Samenvatting
Mijn vader is een aangrijpende biografie van een jongeman over zijn dementerende vader. Wisseling tussen hoop en wanhoop klinkt regelmatig door. Het gebeuren werkt in op je eigen geest. Het legt je lam, terwijl je actief moet blijven. Het maakt je inwendig driftig, terwijl je kalm en begripvol moet blijven. Ook vreugdevolle momenten worden beschreven. Mantelzorgers kunnen de beschreven situaties herkennen en er troost en steun uit putten. Mensen in de gezondheidszorg kunnen een beeld krijgen van wat zich afspeelt in het gezin achter de patiënt. Motto van de auteur: Probeer van elke dag een feestdag te maken.
Over de auteur
"Net als mijn vader ben ik geboren en getogen in Delft. Mijn levensmotto is: Probeer van elke dag een feestdag te maken. Ik was 20 toen mijn vader op jonge leeftijd aan de ziekte vasculaire dementie begon te lijden. Het werd toen heel moeilijk aan mijn motto te voldoen. We hebben dit toch geprobeerd. Ik beschrijf hoe wij omgingen met deze vreselijke ziekte. Het is een boek over zorg, (wan)hoop, verdriet, vreugde en humor. "
Inkijk
De dag dat hij voor het eerst met de bus van het verpleeghuis opgehaald werd, staat nog diep in mijn geheugen gegrift. We vonden het verschrikkelijk.
Het was zo’n stap, dat hij nu met groepsvervoer naar een dagverblijf moest. Ik vergeet nooit dat mijn moeder ’s morgens nog wat extra deodorant bij hem opspoot. "Als mensen lekker ruiken zijn ze daar aardiger voor misschien", zei ze. Ja, ja, ze moest hem nu voor het eerst uit handen geven.
Hij had er zelf ook erg tegenop gezien overdag weg te moeten. Later bleek het een goede oplossing geweest te zijn. Hij werd daar leuk beziggehouden met allerlei activiteiten. Hij luisterde naar muziek, waarbij hij zelf het hoogste lied floot.
Hij kon weer creatief bezig zijn. Hij maakte figuren van klei, waar hij erg trots op was. Zo maakte hij iets wat op een hond leek en een blauwe ‘kop en schotel’. We zetten ze thuis in de vensterbank. Op het dagverblijf werd eten gekookt, waarbij hij ook mee kon helpen door boontjes te breken.

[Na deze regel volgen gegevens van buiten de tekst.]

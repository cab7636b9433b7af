//! The scan log: a live, newest-first list of scans with a trend series.
//!
//! A [`LogView`] owns its store handle for as long as it is open. The list is
//! populated asynchronously: right after [`LogView::open`] the state is
//! [`QueryState::Loading`], then every committed store change produces a new
//! [`QueryState::Ready`] snapshot.

use std::path::Path;
use std::sync::Arc;

use glucolog_store::{LiveQuery, QueryState, ReadingDataQuery, Result, Store};
use glucolog_types::ReadingData;
use tokio::sync::{Mutex, watch};
use tracing::{debug, info};

/// Receives the scan the user selected in the log.
pub trait ScanDataListener: Send + Sync {
    fn on_show_scan_data(&self, data: &ReadingData);
}

/// Live view over the scan log.
pub struct LogView {
    store: Arc<Mutex<Store>>,
    live: LiveQuery,
    listener: Arc<dyn ScanDataListener>,
}

impl LogView {
    /// Open the database at `path` and start the live log query.
    ///
    /// Must be called from within a Tokio runtime.
    pub fn open(path: impl AsRef<Path>, listener: Arc<dyn ScanDataListener>) -> Result<Self> {
        let store = Store::open(path)?;
        Ok(Self::with_store(store, listener))
    }

    /// Start the view over an already opened store, taking ownership of it.
    pub fn with_store(store: Store, listener: Arc<dyn ScanDataListener>) -> Self {
        let store = Arc::new(Mutex::new(store));
        let live = LiveQuery::spawn(Arc::clone(&store), ReadingDataQuery::log());
        Self {
            store,
            live,
            listener,
        }
    }

    /// Current list state.
    pub fn state(&self) -> QueryState {
        self.live.current()
    }

    /// Subscribe to list updates.
    pub fn subscribe(&self) -> watch::Receiver<QueryState> {
        self.live.subscribe()
    }

    /// Wait for the list to be populated and return it.
    pub async fn records(&self) -> Result<Arc<Vec<ReadingData>>> {
        self.live.ready().await
    }

    /// Pull-to-refresh. Does not sync; returns as soon as the refresh
    /// indicator can be cleared.
    pub async fn refresh(&self) {
        debug!("Refresh requested, nothing to do");
    }

    /// Hand the scan `id` to the listener. Returns `false` if it does not exist.
    pub async fn show(&self, id: &str) -> Result<bool> {
        let data = self.store.lock().await.get_reading_data(id)?;
        match data {
            Some(data) => {
                self.listener.on_show_scan_data(&data);
                Ok(true)
            }
            None => {
                debug!("Cannot show {}: no such scan", id);
                Ok(false)
            }
        }
    }

    /// Delete the scan `id` with both of its series.
    ///
    /// The delete is all-or-nothing. Returns `false` if the scan does not exist.
    pub async fn delete(&self, id: &str) -> Result<bool> {
        let deleted = self.store.lock().await.delete_reading_data(id)?;
        if deleted {
            info!("Deleted scan {}", id);
        }
        Ok(deleted)
    }

    /// Stop the live query and close the store.
    pub async fn close(self) -> Result<()> {
        self.live.stop().await;
        match Arc::try_unwrap(self.store) {
            Ok(store) => store.into_inner().close(),
            Err(_) => {
                debug!("Store still shared, it closes with its last handle");
                Ok(())
            }
        }
    }
}

#[cfg(test)]
mod tests {
    use super::*;
    use std::sync::Mutex as StdMutex;

    use glucolog_types::{GlucoseReading, ReadingKind};
    use time::OffsetDateTime;
    use time::macros::datetime;

    #[derive(Default)]
    struct Recorder {
        shown: StdMutex<Vec<String>>,
    }

    impl ScanDataListener for Recorder {
        fn on_show_scan_data(&self, data: &ReadingData) {
            self.shown.lock().unwrap().push(data.id.clone());
        }
    }

    fn scan(age: u32, date: OffsetDateTime, with_trend: bool) -> ReadingData {
        let mut data = ReadingData::new("E007-5", age, date);
        if with_trend {
            data.trend
                .push(GlucoseReading::new("E007-5", age, date, 131.0, ReadingKind::Trend));
        }
        data.history.push(GlucoseReading::new(
            "E007-5",
            age.saturating_sub(15),
            date,
            125.0,
            ReadingKind::History,
        ));
        data
    }

    fn view_with(records: &[ReadingData]) -> (LogView, Arc<Recorder>) {
        let store = Store::open_in_memory().unwrap();
        for record in records {
            store.insert_reading_data(record).unwrap();
        }
        let recorder = Arc::new(Recorder::default());
        let view = LogView::with_store(store, recorder.clone());
        (view, recorder)
    }

    fn ids(records: &[ReadingData]) -> Vec<&str> {
        records.iter().map(|r| r.id.as_str()).collect()
    }

    #[tokio::test]
    async fn test_starts_loading_then_ready() {
        let (view, _) = view_with(&[scan(10, datetime!(2024-03-01 08:00 UTC), true)]);

        // The first evaluation runs on the spawned task, after open returns
        assert!(view.state().is_loading());

        let records = view.records().await.unwrap();
        assert_eq!(ids(&records), vec!["E007-5_10"]);
    }

    #[tokio::test]
    async fn test_lists_newest_first_with_trend_only() {
        let (view, _) = view_with(&[
            scan(10, datetime!(2024-03-01 08:00 UTC), true),
            scan(20, datetime!(2024-03-03 08:00 UTC), true),
            scan(30, datetime!(2024-03-04 08:00 UTC), false),
            scan(40, datetime!(2024-03-02 08:00 UTC), true),
        ]);

        let records = view.records().await.unwrap();
        assert_eq!(ids(&records), vec!["E007-5_20", "E007-5_40", "E007-5_10"]);
    }

    #[tokio::test]
    async fn test_delete_updates_list() {
        let (view, _) = view_with(&[
            scan(10, datetime!(2024-03-01 08:00 UTC), true),
            scan(20, datetime!(2024-03-02 08:00 UTC), true),
        ]);
        assert_eq!(view.records().await.unwrap().len(), 2);

        let mut rx = view.subscribe();
        assert!(view.delete("E007-5_20").await.unwrap());

        let state = rx
            .wait_for(|s| s.records().is_some_and(|r| r.len() == 1))
            .await
            .unwrap()
            .clone();
        assert_eq!(ids(state.records().unwrap()), vec!["E007-5_10"]);

        assert!(!view.delete("E007-5_20").await.unwrap());
    }

    #[tokio::test]
    async fn test_show_forwards_to_listener() {
        let (view, recorder) = view_with(&[scan(10, datetime!(2024-03-01 08:00 UTC), true)]);

        assert!(view.show("E007-5_10").await.unwrap());
        assert!(!view.show("E007-5_99").await.unwrap());

        assert_eq!(*recorder.shown.lock().unwrap(), vec!["E007-5_10".to_string()]);
    }

    #[tokio::test]
    async fn test_refresh_leaves_list_unchanged() {
        let (view, _) = view_with(&[scan(10, datetime!(2024-03-01 08:00 UTC), true)]);
        let before = view.records().await.unwrap();

        view.refresh().await;

        assert_eq!(view.records().await.unwrap(), before);
    }

    #[tokio::test]
    async fn test_open_and_close_file_store() {
        let dir = tempfile::tempdir().unwrap();
        let path = dir.path().join("log.db");
        let recorder = Arc::new(Recorder::default());

        let view = LogView::open(&path, recorder.clone()).unwrap();
        assert!(view.records().await.unwrap().is_empty());
        view.close().await.unwrap();

        // The database file can be reopened once the view has released it
        let store = Store::open(&path).unwrap();
        assert_eq!(store.count_reading_data(&ReadingDataQuery::new()).unwrap(), 0);
    }
}
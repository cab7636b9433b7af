//! Sync command - upload to or download from the cloud directory.

use std::path::PathBuf;
use std::sync::Arc;
use std::time::Duration;

use anyhow::{Result, bail};
use glucolog_cli::config::Config;
use glucolog_cli::format::format_date;
use glucolog_store::ReadingDataQuery;
use glucolog_sync::{
    DirectoryBackend, StaticConnectivity, SyncCoordinator, SyncDirection, SyncObserver,
    SyncOutcome,
};
use indicatif::{ProgressBar, ProgressStyle};
use time::OffsetDateTime;
use tokio::sync::Mutex;
use tracing::info;

use super::open_store;
use crate::cli::{NetworkArg, OutputFormat};

/// Arguments for the sync command.
pub struct SyncArgs {
    pub direction: SyncDirection,
    pub triggered: bool,
    pub network: Option<NetworkArg>,
    pub directory: Option<PathBuf>,
    pub format: OutputFormat,
    pub quiet: bool,
}

fn sync_progress_bar() -> ProgressBar {
    let pb = ProgressBar::new(100);
    let style = ProgressStyle::default_bar()
        .template("{spinner:.green} [{bar:40.cyan/blue}] {pos}% {msg}")
        .unwrap_or_else(|_| ProgressStyle::default_bar())
        .progress_chars("###");
    pb.set_style(style);
    pb.enable_steady_tick(Duration::from_millis(80));
    pb
}

/// Drives a progress bar from coordinator updates.
struct ProgressObserver {
    pb: ProgressBar,
}

impl SyncObserver for ProgressObserver {
    fn update_progress(&self, progress: f32, at: OffsetDateTime) {
        self.pb.set_position((progress * 100.0).round() as u64);
        self.pb.set_message(format_date(at));
    }

    fn finished(&self) {
        self.pb.finish_and_clear();
    }
}

/// Execute the sync command.
pub async fn cmd_sync(args: SyncArgs, config: &Config) -> Result<()> {
    let store = Arc::new(Mutex::new(open_store(config)?));
    let directory = args
        .directory
        .unwrap_or_else(|| config.cloud.directory.clone());
    let network = match args.network {
        Some(network) => network.to_network(),
        None => Some(config.network.active_network()),
    };

    let coordinator = SyncCoordinator::new(
        Arc::new(DirectoryBackend::new(Arc::clone(&store), &directory)),
        Arc::new(config.sync),
        Arc::new(StaticConnectivity::new(network)),
    );

    if args.triggered
        && let Err(reason) = coordinator.gate()
    {
        match args.format {
            OutputFormat::Json => {
                let result = serde_json::json!({
                    "direction": args.direction,
                    "started": false,
                    "reason": reason.to_string(),
                });
                println!("{}", serde_json::to_string_pretty(&result)?);
            }
            _ => println!("Sync skipped: {}", reason),
        }
        return Ok(());
    }

    if !args.quiet && args.format == OutputFormat::Text {
        println!("Syncing ({}) with {}...", args.direction, directory.display());
        coordinator.register_observer(Arc::new(ProgressObserver {
            pb: sync_progress_bar(),
        }));
    }

    let mut subscription = coordinator.subscribe();
    match (args.direction, args.triggered) {
        (SyncDirection::Upload, true) => coordinator.start_triggered_upload(),
        (SyncDirection::Upload, false) => coordinator.start_upload(),
        (SyncDirection::Download, true) => coordinator.start_triggered_download(),
        (SyncDirection::Download, false) => coordinator.start_download(),
    }

    let interrupted = tokio::select! {
        _ = subscription.wait_idle() => false,
        _ = tokio::signal::ctrl_c() => true,
    };
    if interrupted {
        info!("Interrupted, cancelling sync");
        coordinator.cancel();
    }
    let status = subscription.wait_idle().await;
    coordinator.unregister_observer();

    let total = store
        .lock()
        .await
        .count_reading_data(&ReadingDataQuery::new())?;

    match args.format {
        OutputFormat::Json => {
            let result = serde_json::json!({
                "direction": args.direction,
                "started": true,
                "outcome": status.last_outcome,
                "progress": status.progress,
                "total_scans": total,
            });
            println!("{}", serde_json::to_string_pretty(&result)?);
        }
        _ => match &status.last_outcome {
            Some(SyncOutcome::Completed) => {
                println!("Sync complete");
                println!("Scans in database: {}", total);
            }
            Some(SyncOutcome::Cancelled) => println!("Sync cancelled"),
            _ => {}
        },
    }

    if let Some(SyncOutcome::Failed(message)) = status.last_outcome {
        bail!("Sync failed: {}", message);
    }
    Ok(())
}
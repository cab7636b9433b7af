//! Output formatting utilities for text, JSON, and CSV output.

use anyhow::Result;
use glucolog_types::{GlucoseReading, GlucoseUnit, ReadingData};
use owo_colors::OwoColorize;
use serde::Serialize;
use time::OffsetDateTime;
use time::format_description::well_known::Rfc3339;
use time::macros::format_description;

/// Below this value (mg/dL) a reading is shown as low.
pub const LOW_MG_DL: f32 = 70.0;
/// Above this value (mg/dL) a reading is shown as high.
pub const HIGH_MG_DL: f32 = 180.0;

/// Formatting options for output.
#[derive(Debug, Clone, Copy, Default)]
pub struct FormatOptions {
    /// Unit for glucose values.
    pub unit: GlucoseUnit,
    /// Disable colored output.
    pub no_color: bool,
    /// Omit header row in CSV output.
    pub no_header: bool,
}

impl FormatOptions {
    pub fn new(unit: GlucoseUnit, no_color: bool) -> Self {
        Self {
            unit,
            no_color,
            no_header: false,
        }
    }

    pub fn with_no_header(mut self, no_header: bool) -> Self {
        self.no_header = no_header;
        self
    }

    /// Format a glucose value, colored by range unless colors are off.
    pub fn format_glucose(&self, mg_dl: f32) -> String {
        let text = self.unit.format(mg_dl);
        if self.no_color {
            text
        } else if mg_dl < LOW_MG_DL {
            text.red().to_string()
        } else if mg_dl > HIGH_MG_DL {
            text.yellow().to_string()
        } else {
            text.green().to_string()
        }
    }

    /// CSV column name for glucose values.
    pub fn glucose_csv_header(&self) -> &'static str {
        match self.unit {
            GlucoseUnit::MgDl => "glucose_mg_dl",
            GlucoseUnit::MmolL => "glucose_mmol_l",
        }
    }

    /// Glucose value for CSV, in the configured unit.
    pub fn glucose_csv(&self, mg_dl: f32) -> String {
        match self.unit {
            GlucoseUnit::MgDl => format!("{:.0}", mg_dl),
            GlucoseUnit::MmolL => format!("{:.1}", self.unit.convert(mg_dl)),
        }
    }
}

/// Escape a value for CSV output.
pub fn csv_escape(s: &str) -> String {
    if s.contains(',') || s.contains('"') || s.contains('\n') {
        format!("\"{}\"", s.replace('"', "\"\""))
    } else {
        s.to_string()
    }
}

/// Short local date for tables: `2024-03-01 08:30`.
pub fn format_date(date: OffsetDateTime) -> String {
    let fmt = format_description!("[year]-[month]-[day] [hour]:[minute]");
    date.format(fmt).unwrap_or_else(|_| date.to_string())
}

fn rfc3339(date: OffsetDateTime) -> String {
    date.format(&Rfc3339).unwrap_or_else(|_| date.to_string())
}

/// Serialize a value as pretty JSON.
pub fn as_json<T: Serialize + ?Sized>(value: &T) -> Result<String> {
    Ok(serde_json::to_string_pretty(value)?)
}

// --- log ---

pub fn format_log_text(records: &[ReadingData], opts: &FormatOptions) -> String {
    if records.is_empty() {
        return "No scans recorded\n".to_string();
    }

    let mut out = format!(
        "{:<16}  {:<24}  {:>12}  {:>5}  {:>7}\n",
        "DATE", "ID", "GLUCOSE", "TREND", "HISTORY"
    );
    for record in records {
        let glucose = record
            .latest()
            .map(|r| opts.format_glucose(r.glucose_mg_dl))
            .unwrap_or_else(|| "-".to_string());
        // Pad on the plain text width, color codes would skew it
        let width = record
            .latest()
            .map(|r| opts.unit.format(r.glucose_mg_dl).len())
            .unwrap_or(1);
        let pad = " ".repeat(12usize.saturating_sub(width));
        out.push_str(&format!(
            "{:<16}  {:<24}  {}{}  {:>5}  {:>7}\n",
            format_date(record.date),
            record.id,
            pad,
            glucose,
            record.trend.len(),
            record.history.len()
        ));
    }
    out
}

pub fn format_log_csv(records: &[ReadingData], opts: &FormatOptions) -> String {
    let mut out = String::new();
    if !opts.no_header {
        out.push_str(&format!(
            "id,sensor_id,sensor_age_minutes,date,{},trend_count,history_count\n",
            opts.glucose_csv_header()
        ));
    }
    for record in records {
        let glucose = record
            .latest()
            .map(|r| opts.glucose_csv(r.glucose_mg_dl))
            .unwrap_or_default();
        out.push_str(&format!(
            "{},{},{},{},{},{},{}\n",
            csv_escape(&record.id),
            csv_escape(&record.sensor_id),
            record.sensor_age_minutes,
            rfc3339(record.date),
            glucose,
            record.trend.len(),
            record.history.len()
        ));
    }
    out
}

pub fn format_log_json(records: &[ReadingData]) -> Result<String> {
    as_json(records)
}

// --- single scan ---

fn push_series(out: &mut String, title: &str, readings: &[GlucoseReading], opts: &FormatOptions) {
    out.push_str(&format!("{} ({} readings)\n", title, readings.len()));
    for reading in readings {
        out.push_str(&format!(
            "  {}  {:>6} min  {}\n",
            format_date(reading.date),
            reading.sensor_time_minutes,
            opts.format_glucose(reading.glucose_mg_dl)
        ));
    }
}

pub fn format_scan_text(record: &ReadingData, opts: &FormatOptions) -> String {
    let title = format!("Scan {}", record.id);
    let mut out = if opts.no_color {
        format!("{}\n", title)
    } else {
        format!("{}\n", title.bold())
    };

    out.push_str(&format!("  Sensor:      {}\n", record.sensor_id));
    out.push_str(&format!(
        "  Sensor age:  {} min\n",
        record.sensor_age_minutes
    ));
    out.push_str(&format!("  Date:        {}\n", rfc3339(record.date)));
    if let Some(latest) = record.latest() {
        out.push_str(&format!(
            "  Glucose:     {}\n",
            opts.format_glucose(latest.glucose_mg_dl)
        ));
    }
    out.push('\n');
    push_series(&mut out, "Trend", &record.trend, opts);
    push_series(&mut out, "History", &record.history, opts);
    out
}

pub fn format_scan_csv(record: &ReadingData, opts: &FormatOptions) -> String {
    let mut out = String::new();
    if !opts.no_header {
        out.push_str(&format!(
            "id,kind,sensor_time_minutes,date,{}\n",
            opts.glucose_csv_header()
        ));
    }
    for reading in record.readings() {
        out.push_str(&format!(
            "{},{},{},{},{}\n",
            csv_escape(&record.id),
            reading.kind,
            reading.sensor_time_minutes,
            rfc3339(reading.date),
            opts.glucose_csv(reading.glucose_mg_dl)
        ));
    }
    out
}

#[cfg(test)]
mod tests {
    use super::*;
    use glucolog_types::ReadingKind;
    use time::macros::datetime;

    fn sample() -> ReadingData {
        let date = datetime!(2024-03-01 08:30 UTC);
        let mut data = ReadingData::new("E007-9", 1440, date);
        data.history.push(GlucoseReading::new(
            "E007-9",
            1425,
            datetime!(2024-03-01 08:15 UTC),
            90.0,
            ReadingKind::History,
        ));
        data.trend.push(GlucoseReading::new(
            "E007-9",
            1440,
            date,
            108.0,
            ReadingKind::Trend,
        ));
        data
    }

    fn plain(unit: GlucoseUnit) -> FormatOptions {
        FormatOptions::new(unit, true)
    }

    #[test]
    fn test_csv_escape() {
        assert_eq!(csv_escape("plain"), "plain");
        assert_eq!(csv_escape("a,b"), "\"a,b\"");
        assert_eq!(csv_escape("say \"hi\""), "\"say \"\"hi\"\"\"");
    }

    #[test]
    fn test_format_date() {
        assert_eq!(format_date(datetime!(2024-03-01 08:30 UTC)), "2024-03-01 08:30");
    }

    #[test]
    fn test_log_text() {
        let out = format_log_text(&[sample()], &plain(GlucoseUnit::MgDl));
        let lines: Vec<_> = out.lines().collect();

        assert_eq!(lines.len(), 2);
        assert!(lines[0].starts_with("DATE"));
        assert!(lines[1].contains("E007-9_1440"));
        assert!(lines[1].contains("108 mg/dL"));
    }

    #[test]
    fn test_log_text_empty() {
        assert_eq!(
            format_log_text(&[], &plain(GlucoseUnit::MgDl)),
            "No scans recorded\n"
        );
    }

    #[test]
    fn test_log_csv_units() {
        let out = format_log_csv(&[sample()], &plain(GlucoseUnit::MmolL));
        assert_eq!(
            out,
            "id,sensor_id,sensor_age_minutes,date,glucose_mmol_l,trend_count,history_count\n\
             E007-9_1440,E007-9,1440,2024-03-01T08:30:00Z,6.0,1,1\n"
        );

        let no_header = plain(GlucoseUnit::MgDl).with_no_header(true);
        assert_eq!(
            format_log_csv(&[sample()], &no_header),
            "E007-9_1440,E007-9,1440,2024-03-01T08:30:00Z,108,1,1\n"
        );
    }

    #[test]
    fn test_log_json_is_array() {
        let json = format_log_json(&[sample()]).unwrap();
        let value: serde_json::Value = serde_json::from_str(&json).unwrap();
        assert_eq!(value[0]["id"], "E007-9_1440");
        assert_eq!(value[0]["trend"][0]["glucose_mg_dl"], 108.0);
    }

    #[test]
    fn test_scan_text() {
        let out = format_scan_text(&sample(), &plain(GlucoseUnit::MgDl));
        assert!(out.starts_with("Scan E007-9_1440\n"));
        assert!(out.contains("Trend (1 readings)"));
        assert!(out.contains("History (1 readings)"));
        assert!(out.contains("90 mg/dL"));
    }

    #[test]
    fn test_scan_csv_lists_both_series() {
        let out = format_scan_csv(&sample(), &plain(GlucoseUnit::MgDl));
        let lines: Vec<_> = out.lines().collect();
        assert_eq!(lines[0], "id,kind,sensor_time_minutes,date,glucose_mg_dl");
        assert_eq!(lines.len(), 3);
        assert!(lines.iter().any(|l| l.contains(",trend,1440,")));
        assert!(lines.iter().any(|l| l.contains(",history,1425,")));
    }

    #[test]
    fn test_glucose_color_ranges() {
        let opts = FormatOptions::new(GlucoseUnit::MgDl, false);
        assert_eq!(opts.format_glucose(55.0), "55 mg/dL".red().to_string());
        assert_eq!(opts.format_glucose(120.0), "120 mg/dL".green().to_string());
        assert_eq!(opts.format_glucose(240.0), "240 mg/dL".yellow().to_string());
    }
}
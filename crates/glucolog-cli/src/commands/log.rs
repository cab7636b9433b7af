//! Log command - list scans newest first.

use std::sync::Arc;

use anyhow::Result;
use glucolog_cli::config::Config;
use glucolog_cli::format::{format_log_csv, format_log_json, format_log_text};

use super::{SelectedScan, format_options, open_log_view};
use crate::cli::{OutputArgs, OutputFormat};

/// Execute the log command.
pub async fn cmd_log(
    limit: Option<usize>,
    output: &OutputArgs,
    config: &Config,
    no_color: bool,
) -> Result<()> {
    let view = open_log_view(config, Arc::new(SelectedScan::default()))?;
    let records = view.records().await?;
    let shown = &records[..limit.unwrap_or(records.len()).min(records.len())];

    let opts = format_options(output, config, no_color);
    let content = match output.format {
        OutputFormat::Json => format!("{}\n", format_log_json(shown)?),
        OutputFormat::Csv => format_log_csv(shown, &opts),
        OutputFormat::Text => format_log_text(shown, &opts),
    };
    print!("{}", content);

    view.close().await?;
    Ok(())
}
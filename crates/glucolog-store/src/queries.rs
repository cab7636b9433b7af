//! Query builder for stored scans.
//!
//! [`ReadingDataQuery`] follows the builder pattern for filtering and
//! paginating [`ReadingData`](glucolog_types::ReadingData) records.
//!
//! # Example
//!
//! ```
//! use glucolog_store::{Store, ReadingDataQuery};
//! use time::{OffsetDateTime, Duration};
//!
//! let store = Store::open_in_memory()?;
//! let yesterday = OffsetDateTime::now_utc() - Duration::hours(24);
//!
//! let query = ReadingDataQuery::new()
//!     .sensor("E007-0000ABCD")
//!     .since(yesterday)
//!     .with_trend()
//!     .limit(50);
//!
//! let records = store.query_reading_data(&query)?;
//! # Ok::<(), glucolog_store::Error>(())
//! ```

use time::OffsetDateTime;

use crate::store::unix_nanos_saturating;

/// Fluent query builder for scans.
///
/// Use this to construct queries for
/// [`Store::query_reading_data`](crate::Store::query_reading_data).
/// All filter methods are optional and can be chained in any order.
///
/// By default, queries return results ordered by scan date descending
/// (newest first).
#[derive(Debug, Default, Clone, PartialEq, Eq)]
pub struct ReadingDataQuery {
    /// Filter by sensor serial.
    pub sensor_id: Option<String>,
    /// Include only scans at or after this time.
    pub since: Option<OffsetDateTime>,
    /// Include only scans at or before this time.
    pub until: Option<OffsetDateTime>,
    /// Include only scans with at least one trend value.
    pub require_trend: bool,
    /// Maximum number of results.
    pub limit: Option<u32>,
    /// Offset for pagination.
    pub offset: Option<u32>,
    /// Order by date descending (newest first).
    pub newest_first: bool,
}

impl ReadingDataQuery {
    /// Create a new query with default settings.
    ///
    /// Default behavior:
    /// - No sensor filter
    /// - No time range filter
    /// - Scans with and without trend values
    /// - No limit
    /// - Ordered by newest first
    pub fn new() -> Self {
        Self {
            newest_first: true,
            ..Default::default()
        }
    }

    /// The query backing the scan log: scans with trend values, newest first.
    pub fn log() -> Self {
        Self::new().with_trend()
    }

    /// Filter by sensor serial.
    pub fn sensor(mut self, sensor_id: &str) -> Self {
        self.sensor_id = Some(sensor_id.to_string());
        self
    }

    /// Filter to scans taken at or after this time.
    pub fn since(mut self, time: OffsetDateTime) -> Self {
        self.since = Some(time);
        self
    }

    /// Filter to scans taken at or before this time.
    pub fn until(mut self, time: OffsetDateTime) -> Self {
        self.until = Some(time);
        self
    }

    /// Only return scans whose trend series is not empty.
    pub fn with_trend(mut self) -> Self {
        self.require_trend = true;
        self
    }

    /// Limit the maximum number of results returned.
    pub fn limit(mut self, limit: u32) -> Self {
        self.limit = Some(limit);
        self
    }

    /// Skip the first N results.
    pub fn offset(mut self, offset: u32) -> Self {
        self.offset = Some(offset);
        self
    }

    /// Order results by oldest first.
    pub fn oldest_first(mut self) -> Self {
        self.newest_first = false;
        self
    }

    /// Build the SQL WHERE clause and parameters.
    pub(crate) fn build_where(&self) -> (String, Vec<Box<dyn rusqlite::ToSql>>) {
        let mut conditions = Vec::new();
        let mut params: Vec<Box<dyn rusqlite::ToSql>> = Vec::new();

        if let Some(ref sensor_id) = self.sensor_id {
            conditions.push("d.sensor_id = ?");
            params.push(Box::new(sensor_id.clone()));
        }

        if let Some(since) = self.since {
            conditions.push("d.date >= ?");
            params.push(Box::new(unix_nanos_saturating(since)));
        }

        if let Some(until) = self.until {
            conditions.push("d.date <= ?");
            params.push(Box::new(unix_nanos_saturating(until)));
        }

        if self.require_trend {
            conditions.push(
                "EXISTS (SELECT 1 FROM glucose_readings g \
                 WHERE g.reading_data_id = d.id AND g.kind = 'trend')",
            );
        }

        let where_clause = if conditions.is_empty() {
            String::new()
        } else {
            format!("WHERE {}", conditions.join(" AND "))
        };

        (where_clause, params)
    }

    /// Build the SQL selecting matching scan rows.
    pub(crate) fn build_sql(&self) -> String {
        let (where_clause, _) = self.build_where();
        let order = if self.newest_first { "DESC" } else { "ASC" };

        let mut sql = format!(
            "SELECT d.id, d.sensor_id, d.sensor_age_minutes, d.date, d.timezone_offset_minutes \
             FROM reading_data d {} ORDER BY d.date {}, d.id {}",
            where_clause, order, order
        );

        if let Some(limit) = self.limit {
            sql.push_str(&format!(" LIMIT {}", limit));
        } else if self.offset.is_some() {
            // SQLite requires a LIMIT before OFFSET
            sql.push_str(" LIMIT -1");
        }

        if let Some(offset) = self.offset {
            sql.push_str(&format!(" OFFSET {}", offset));
        }

        sql
    }

    /// Build the SQL counting matching scans.
    pub(crate) fn build_count_sql(&self) -> String {
        let (where_clause, _) = self.build_where();
        format!("SELECT COUNT(*) FROM reading_data d {}", where_clause)
    }
}

#[cfg(test)]
mod tests {
    use super::*;

    #[test]
    fn test_default_query() {
        let query = ReadingDataQuery::new();
        assert!(query.newest_first);
        assert!(!query.require_trend);

        let sql = query.build_sql();
        assert!(!sql.contains("WHERE"));
        assert!(sql.contains("ORDER BY d.date DESC"));
    }

    #[test]
    fn test_log_query_filters_trend() {
        let sql = ReadingDataQuery::log().build_sql();
        assert!(sql.contains("g.kind = 'trend'"));
        assert!(sql.contains("DESC"));
    }

    #[test]
    fn test_filters_and_params() {
        let now = OffsetDateTime::now_utc();
        let query = ReadingDataQuery::new()
            .sensor("E007-1")
            .since(now)
            .until(now)
            .oldest_first();

        let (where_clause, params) = query.build_where();
        assert!(where_clause.contains("d.sensor_id = ?"));
        assert!(where_clause.contains("d.date >= ?"));
        assert!(where_clause.contains("d.date <= ?"));
        assert_eq!(params.len(), 3);
        assert!(query.build_sql().contains("ORDER BY d.date ASC"));
    }

    #[test]
    fn test_pagination() {
        let sql = ReadingDataQuery::new().limit(10).offset(20).build_sql();
        assert!(sql.ends_with("LIMIT 10 OFFSET 20"));

        let sql = ReadingDataQuery::new().offset(5).build_sql();
        assert!(sql.ends_with("LIMIT -1 OFFSET 5"));
    }
}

Hij kreeg daar het idee, dat hij weer nuttig was.
Als hij thuiskwam, had hij mijn moeder ook weer wat te vertellen. Wat ons allen een vreselijke stap leek, bleek hem ontzettend goed te doen. Een gunstig effect van het dagverblijf was ook, dat hij overdag moe werd en daardoor ’s nachts beter sliep.
Thuis ging het met het eten moeilijk. We lieten hem dit zoveel mogelijk zelf doen, maar het eten schoof van zijn bord af, of het bord viel op de grond. Daar hadden ze in het dagverblijf een oplossing voor: een opstaand randje om zijn bord en een matje voor onder zijn bord. Het eten gleed daardoor niet meer van zijn bord en het bord bleef op zijn plaats.